## GOAL OF THE EXERCISE:
In the records below, find the line holding "Some(elements[1].trim())" and the line holding "impl Hash for". Set down both, with every line between them, exactly.

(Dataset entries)

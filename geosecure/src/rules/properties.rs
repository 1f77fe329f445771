// Copyright (c) 2024-2025 DeepGraph Inc.
// SPDX-License-Identifier: Apache-2.0
//
//! Flat property-list format used by the rule files
//!
//! One `key=value` pair per line, `#` and `!` start comments, blank lines are
//! ignored. Keys are kept verbatim (backslashes included) so that the dot
//! escaping used inside rule keys survives a round trip. Entry order is
//! preserved, which matters for first-match rule sets.

use super::error::{RuleError, RuleResult};
use std::collections::BTreeSet;
use std::fs;
use std::path::Path;

/// Ordered list of key/value pairs
#[derive(Debug, Clone, Default, PartialEq, Eq)]
pub struct PropertyList {
    entries: Vec<(String, String)>,
}

impl PropertyList {
    pub fn new() -> Self {
        Self::default()
    }

    /// Parse property text; a repeated key replaces the earlier value in place
    pub fn parse(text: &str) -> Self {
        let mut props = Self::new();
        for (lineno, raw) in text.lines().enumerate() {
            let line = raw.trim();
            if line.is_empty() || line.starts_with('#') || line.starts_with('!') {
                continue;
            }
            match line.split_once('=') {
                Some((key, value)) => props.set(key.trim(), value.trim()),
                None => {
                    log::warn!(
                        "Line {} has no '=' separator, reading '{}' as a key with an empty value",
                        lineno + 1,
                        line
                    );
                    props.set(line, "");
                }
            }
        }
        props
    }

    pub fn load(path: &Path) -> RuleResult<Self> {
        let text = fs::read_to_string(path)?;
        Ok(Self::parse(&text))
    }

    pub fn get(&self, key: &str) -> Option<&str> {
        self.entries
            .iter()
            .find(|(k, _)| k == key)
            .map(|(_, v)| v.as_str())
    }

    pub fn set(&mut self, key: &str, value: &str) {
        match self.entries.iter_mut().find(|(k, _)| k == key) {
            Some(entry) => entry.1 = value.to_string(),
            None => self.entries.push((key.to_string(), value.to_string())),
        }
    }

    pub fn remove(&mut self, key: &str) -> Option<String> {
        let pos = self.entries.iter().position(|(k, _)| k == key)?;
        Some(self.entries.remove(pos).1)
    }

    pub fn iter(&self) -> impl Iterator<Item = (&str, &str)> {
        self.entries.iter().map(|(k, v)| (k.as_str(), v.as_str()))
    }

    pub fn len(&self) -> usize {
        self.entries.len()
    }

    pub fn is_empty(&self) -> bool {
        self.entries.is_empty()
    }

    /// Render as text, with an optional header comment and a timestamp line
    pub fn to_text(&self, header: Option<&str>) -> String {
        let mut out = String::new();
        if let Some(header) = header {
            for line in header.lines() {
                out.push_str("# ");
                out.push_str(line);
                out.push('\n');
            }
        }
        out.push_str(&format!(
            "#{}\n",
            chrono::Utc::now().format("%a %b %d %H:%M:%S UTC %Y")
        ));
        for (key, value) in &self.entries {
            out.push_str(key);
            out.push('=');
            out.push_str(value);
            out.push('\n');
        }
        out
    }

    /// Write to `path` through a sibling temporary file and a rename
    pub fn store(&self, path: &Path, header: Option<&str>) -> RuleResult<()> {
        if let Some(parent) = path.parent() {
            if !parent.as_os_str().is_empty() {
                fs::create_dir_all(parent)?;
            }
        }
        let file_name = path
            .file_name()
            .ok_or_else(|| RuleError::Persistence(format!("{} is not a file", path.display())))?;
        let mut tmp_name = file_name.to_os_string();
        tmp_name.push(".tmp");
        let tmp = path.with_file_name(tmp_name);

        fs::write(&tmp, self.to_text(header))?;
        fs::rename(&tmp, path).map_err(|e| {
            let _ = fs::remove_file(&tmp);
            RuleError::Persistence(format!("Failed to replace {}: {}", path.display(), e))
        })?;
        Ok(())
    }
}

impl<'a> FromIterator<(&'a str, &'a str)> for PropertyList {
    fn from_iter<T: IntoIterator<Item = (&'a str, &'a str)>>(iter: T) -> Self {
        let mut props = PropertyList::new();
        for (k, v) in iter {
            props.set(k, v);
        }
        props
    }
}

/// Split a key on unescaped separators, removing the escapes
///
/// A backslash makes the next character literal, so `a\.b.c` splits into
/// `a.b` and `c`.
pub fn split_escaped(key: &str, separator: char) -> Vec<String> {
    let mut parts = Vec::new();
    let mut current = String::new();
    let mut chars = key.chars();
    while let Some(c) = chars.next() {
        if c == '\\' {
            match chars.next() {
                Some(next) => current.push(next),
                None => current.push('\\'),
            }
        } else if c == separator {
            parts.push(std::mem::take(&mut current));
        } else {
            current.push(c);
        }
    }
    parts.push(current);
    parts
}

/// Escape a workspace or layer name so it can be embedded in a dotted key
pub fn escape_name(name: &str) -> String {
    let mut out = String::with_capacity(name.len());
    for c in name.chars() {
        if c == '\\' || c == '.' {
            out.push('\\');
        }
        out.push(c);
    }
    out
}

/// Parse a comma separated role list, dropping blanks and duplicates
pub fn parse_roles(value: &str) -> BTreeSet<String> {
    value
        .split(',')
        .map(str::trim)
        .filter(|r| !r.is_empty())
        .map(String::from)
        .collect()
}

pub fn join_roles(roles: &BTreeSet<String>) -> String {
    roles.iter().map(String::as_str).collect::<Vec<_>>().join(",")
}

#[cfg(test)]
mod tests {
    use super::*;

    #[test]
    fn test_parse_skips_comments_and_blanks() {
        let props = PropertyList::parse(
            "# header\n! other comment\n\n*.*.r = *\n topp.states.w=WRITER, ADMIN \n",
        );
        assert_eq!(props.len(), 2);
        assert_eq!(props.get("*.*.r"), Some("*"));
        assert_eq!(props.get("topp.states.w"), Some("WRITER, ADMIN"));
    }

    #[test]
    fn test_parse_keeps_order_and_replaces_duplicates() {
        let props = PropertyList::parse("b=1\na=2\nb=3\n");
        let keys: Vec<&str> = props.iter().map(|(k, _)| k).collect();
        assert_eq!(keys, vec!["b", "a"]);
        assert_eq!(props.get("b"), Some("3"));
    }

    #[test]
    fn test_split_escaped() {
        assert_eq!(split_escaped("a.b.r", '.'), vec!["a", "b", "r"]);
        assert_eq!(split_escaped("a\\.b.c.r", '.'), vec!["a.b", "c", "r"]);
        assert_eq!(split_escaped("a\\\\.b", '.'), vec!["a\\", "b"]);
        assert_eq!(split_escaped("trailing\\", '.'), vec!["trailing\\"]);
    }

    #[test]
    fn test_escape_name_reverses_split() {
        for name in ["plain", "with.dot", "two.dots.here", "back\\slash", "mix\\.ed"] {
            let key = format!("{}.{}.r", escape_name(name), escape_name("layer"));
            let parts = split_escaped(&key, '.');
            assert_eq!(parts, vec![name.to_string(), "layer".to_string(), "r".to_string()]);
        }
    }

    #[test]
    fn test_parse_roles() {
        let roles = parse_roles(" B, A,,B , ");
        assert_eq!(roles.len(), 2);
        assert_eq!(join_roles(&roles), "A,B");
        assert!(parse_roles("").is_empty());
    }

    #[test]
    fn test_store_and_load() {
        let dir = tempfile::tempdir().unwrap();
        let path = dir.path().join("nested").join("rules.properties");

        let props: PropertyList = [("x\\.y.z.r", "A,B"), ("mode", "HIDE")].into_iter().collect();
        props.store(&path, Some("Data access rules")).unwrap();

        let text = std::fs::read_to_string(&path).unwrap();
        assert!(text.starts_with("# Data access rules\n#"));
        assert_eq!(PropertyList::load(&path).unwrap(), props);
        assert!(!dir.path().join("nested").join("rules.properties.tmp").exists());
    }
}
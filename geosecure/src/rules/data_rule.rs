// Copyright (c) 2024-2025 DeepGraph Inc.
// SPDX-License-Identifier: Apache-2.0
//
//! Data access rules: `workspace.layer.mode=role1,role2`
//!
//! The root segment is a workspace name (or `*`), the layer segment a
//! resource or layer group name (or `*`). A rule with only two segments,
//! `group.mode`, targets a global (workspace-less) layer group.

use super::access_mode::AccessMode;
use super::dao::AccessRule;
use super::error::{RuleError, RuleResult};
use super::properties::{escape_name, join_roles, parse_roles, split_escaped};
use serde::{Deserialize, Serialize};
use std::cmp::Ordering;
use std::collections::BTreeSet;
use std::fmt;
use std::hash::{Hash, Hasher};

/// Wildcard matching any workspace or layer
pub const ANY: &str = "*";

/// Reserved key holding the catalog mode in the data rule file
pub const MODE_KEY: &str = "mode";

#[derive(Debug, Clone, Serialize, Deserialize)]
pub struct DataAccessRule {
    root: String,
    layer: Option<String>,
    mode: AccessMode,
    roles: BTreeSet<String>,
}

impl DataAccessRule {
    pub fn new<I, S>(root: &str, layer: &str, mode: AccessMode, roles: I) -> Self
    where
        I: IntoIterator<Item = S>,
        S: Into<String>,
    {
        Self {
            root: root.to_string(),
            layer: Some(layer.to_string()),
            mode,
            roles: roles.into_iter().map(Into::into).collect(),
        }
    }

    /// Rule for a global layer group, `group.mode=roles`
    pub fn global_group<I, S>(group: &str, mode: AccessMode, roles: I) -> Self
    where
        I: IntoIterator<Item = S>,
        S: Into<String>,
    {
        Self {
            root: group.to_string(),
            layer: None,
            mode,
            roles: roles.into_iter().map(Into::into).collect(),
        }
    }

    /// `*.*.r=*`
    pub fn read_all() -> Self {
        Self::new(ANY, ANY, AccessMode::Read, [ANY])
    }

    /// `*.*.w=*`
    pub fn write_all() -> Self {
        Self::new(ANY, ANY, AccessMode::Write, [ANY])
    }

    pub fn root(&self) -> &str {
        &self.root
    }

    pub fn layer(&self) -> Option<&str> {
        self.layer.as_deref()
    }

    pub fn access_mode(&self) -> AccessMode {
        self.mode
    }

    pub fn is_global_group_rule(&self) -> bool {
        self.layer.is_none()
    }

    /// Same rule with a different root
    pub fn with_root(&self, root: &str) -> Self {
        Self {
            root: root.to_string(),
            ..self.clone()
        }
    }

    /// Same rule with a different layer
    pub fn with_layer(&self, layer: &str) -> Self {
        Self {
            layer: Some(layer.to_string()),
            ..self.clone()
        }
    }

    fn sort_key(&self) -> (&str, Option<&str>, AccessMode) {
        (&self.root, self.layer.as_deref(), self.mode)
    }
}

impl AccessRule for DataAccessRule {
    const KIND: &'static str = "data";
    const RESERVED_KEYS: &'static [&'static str] = &[MODE_KEY];

    fn key(&self) -> String {
        match &self.layer {
            Some(layer) => format!(
                "{}.{}.{}",
                escape_name(&self.root),
                escape_name(layer),
                self.mode.alias()
            ),
            None => format!("{}.{}", escape_name(&self.root), self.mode.alias()),
        }
    }

    fn value(&self) -> String {
        join_roles(&self.roles)
    }

    fn roles(&self) -> &BTreeSet<String> {
        &self.roles
    }

    fn parse(key: &str, value: &str) -> RuleResult<Self> {
        let elements = split_escaped(key.trim(), '.');
        if elements.len() < 2 || elements.len() > 3 {
            return Err(RuleError::invalid_key(
                key,
                "expected workspace.layer.mode or globalGroup.mode",
            ));
        }
        if elements.iter().any(|e| e.trim().is_empty()) {
            return Err(RuleError::invalid_key(key, "empty segment"));
        }

        let root = elements[0].trim();
        let layer = if elements.len() == 3 {
            Some(elements[1].trim())
        } else {
            None
        };
        let alias = elements[elements.len() - 1].trim();
        let mode = AccessMode::from_alias(alias).ok_or_else(|| RuleError::InvalidMode {
            key: key.to_string(),
            mode: alias.to_string(),
        })?;

        if root == ANY {
            match layer {
                None => {
                    return Err(RuleError::invalid_key(
                        key,
                        "a global layer group rule needs a group name",
                    ))
                }
                Some(l) if l != ANY => {
                    return Err(RuleError::invalid_key(
                        key,
                        "when the workspace is * the layer must be * too",
                    ))
                }
                _ => {}
            }
        }

        Ok(Self {
            root: root.to_string(),
            layer: layer.map(String::from),
            mode,
            roles: parse_roles(value),
        })
    }

    fn default_rules() -> Vec<Self> {
        vec![Self::read_all(), Self::write_all()]
    }
}

impl PartialEq for DataAccessRule {
    fn eq(&self, other: &Self) -> bool {
        self.sort_key() == other.sort_key()
    }
}

impl Eq for DataAccessRule {}

impl Hash for DataAccessRule {
    fn hash<H: Hasher>(&self, state: &mut H) {
        self.sort_key().hash(state);
    }
}

impl PartialOrd for DataAccessRule {
    fn partial_cmp(&self, other: &Self) -> Option<Ordering> {
        Some(self.cmp(other))
    }
}

impl Ord for DataAccessRule {
    fn cmp(&self, other: &Self) -> Ordering {
        self.sort_key().cmp(&other.sort_key())
    }
}

impl fmt::Display for DataAccessRule {
    fn fmt(&self, f: &mut fmt::Formatter<'_>) -> fmt::Result {
        write!(f, "{}={}", self.key(), self.value())
    }
}

#[cfg(test)]
mod tests {
    use super::*;

    #[test]
    fn test_parse_layer_rule() {
        let rule = DataAccessRule::parse("topp.states.w", "WRITER, ADMIN").unwrap();
        assert_eq!(rule.root(), "topp");
        assert_eq!(rule.layer(), Some("states"));
        assert_eq!(rule.access_mode(), AccessMode::Write);
        assert_eq!(rule.value(), "ADMIN,WRITER");
        assert!(!rule.is_global_group_rule());
    }

    #[test]
    fn test_parse_global_group_rule() {
        let rule = DataAccessRule::parse("basemap.r", "MILITARY").unwrap();
        assert!(rule.is_global_group_rule());
        assert_eq!(rule.key(), "basemap.r");
    }

    #[test]
    fn test_parse_escaped_names() {
        let rule = DataAccessRule::parse("my\\.ws.my\\.layer.r", "*").unwrap();
        assert_eq!(rule.root(), "my.ws");
        assert_eq!(rule.layer(), Some("my.layer"));
        assert_eq!(rule.key(), "my\\.ws.my\\.layer.r");
    }

    #[test]
    fn test_parse_rejects_malformed_keys() {
        assert!(matches!(
            DataAccessRule::parse("a.b.c.r", "*"),
            Err(RuleError::InvalidKey { .. })
        ));
        assert!(matches!(
            DataAccessRule::parse("r", "*"),
            Err(RuleError::InvalidKey { .. })
        ));
        assert!(matches!(
            DataAccessRule::parse("topp.states.x", "*"),
            Err(RuleError::InvalidMode { .. })
        ));
        assert!(matches!(
            DataAccessRule::parse("*.states.r", "*"),
            Err(RuleError::InvalidKey { .. })
        ));
        assert!(matches!(
            DataAccessRule::parse("*.r", "*"),
            Err(RuleError::InvalidKey { .. })
        ));
        assert!(matches!(
            DataAccessRule::parse("topp..r", "*"),
            Err(RuleError::InvalidKey { .. })
        ));
    }

    #[test]
    fn test_equality_ignores_roles() {
        let a = DataAccessRule::new("topp", "states", AccessMode::Read, ["A"]);
        let b = DataAccessRule::new("topp", "states", AccessMode::Read, ["B"]);
        let c = DataAccessRule::new("topp", "states", AccessMode::Write, ["A"]);
        assert_eq!(a, b);
        assert_ne!(a, c);
        assert!(a < c);
    }

    #[test]
    fn test_ordering_puts_wildcards_first() {
        let mut rules = vec![
            DataAccessRule::new("topp", "states", AccessMode::Read, ["A"]),
            DataAccessRule::read_all(),
            DataAccessRule::new("nurc", ANY, AccessMode::Read, ["B"]),
        ];
        rules.sort();
        let keys: Vec<String> = rules.iter().map(|r| r.key()).collect();
        assert_eq!(keys, vec!["*.*.r", "nurc.*.r", "topp.states.r"]);
    }
}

## ANSWER AREA:
            Some(elements[1].trim())
        } else {
            None
        };
        let alias = elements[elements.len() - 1].trim();
        let mode = AccessMode::from_alias(alias).ok_or_else(|| RuleError::InvalidMode {
            key: key.to_string(),
            mode: alias.to_string(),
        })?;

        if root == ANY {
            match layer {
                None => {
                    return Err(RuleError::invalid_key(
                        key,
                        "a global layer group rule needs a group name",
                    ))
                }
                Some(l) if l != ANY => {
                    return Err(RuleError::invalid_key(
                        key,
                        "when the workspace is * the layer must be * too",
                    ))
                }
                _ => {}
            }
        }

        Ok(Self {
            root: root.to_string(),
            layer: layer.map(String::from),
            mode,
            roles: parse_roles(value),
        })
    }

    fn default_rules() -> Vec<Self> {
        vec![Self::read_all(), Self::write_all()]
    }
}

impl PartialEq for DataAccessRule {
    fn eq(&self, other: &Self) -> bool {
        self.sort_key() == other.sort_key()
    }
}

impl Eq for DataAccessRule {}

impl Hash for DataAccessRule {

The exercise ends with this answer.